> What is required
Starting from the first line below, count every line holding the word "stats", then state the total alone.

> Collected data entries
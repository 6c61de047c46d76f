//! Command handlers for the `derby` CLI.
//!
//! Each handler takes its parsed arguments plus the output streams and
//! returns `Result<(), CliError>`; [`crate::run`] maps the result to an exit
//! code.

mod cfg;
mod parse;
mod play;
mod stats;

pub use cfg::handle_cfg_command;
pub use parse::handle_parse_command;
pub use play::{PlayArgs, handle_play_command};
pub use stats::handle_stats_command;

> Written solution
2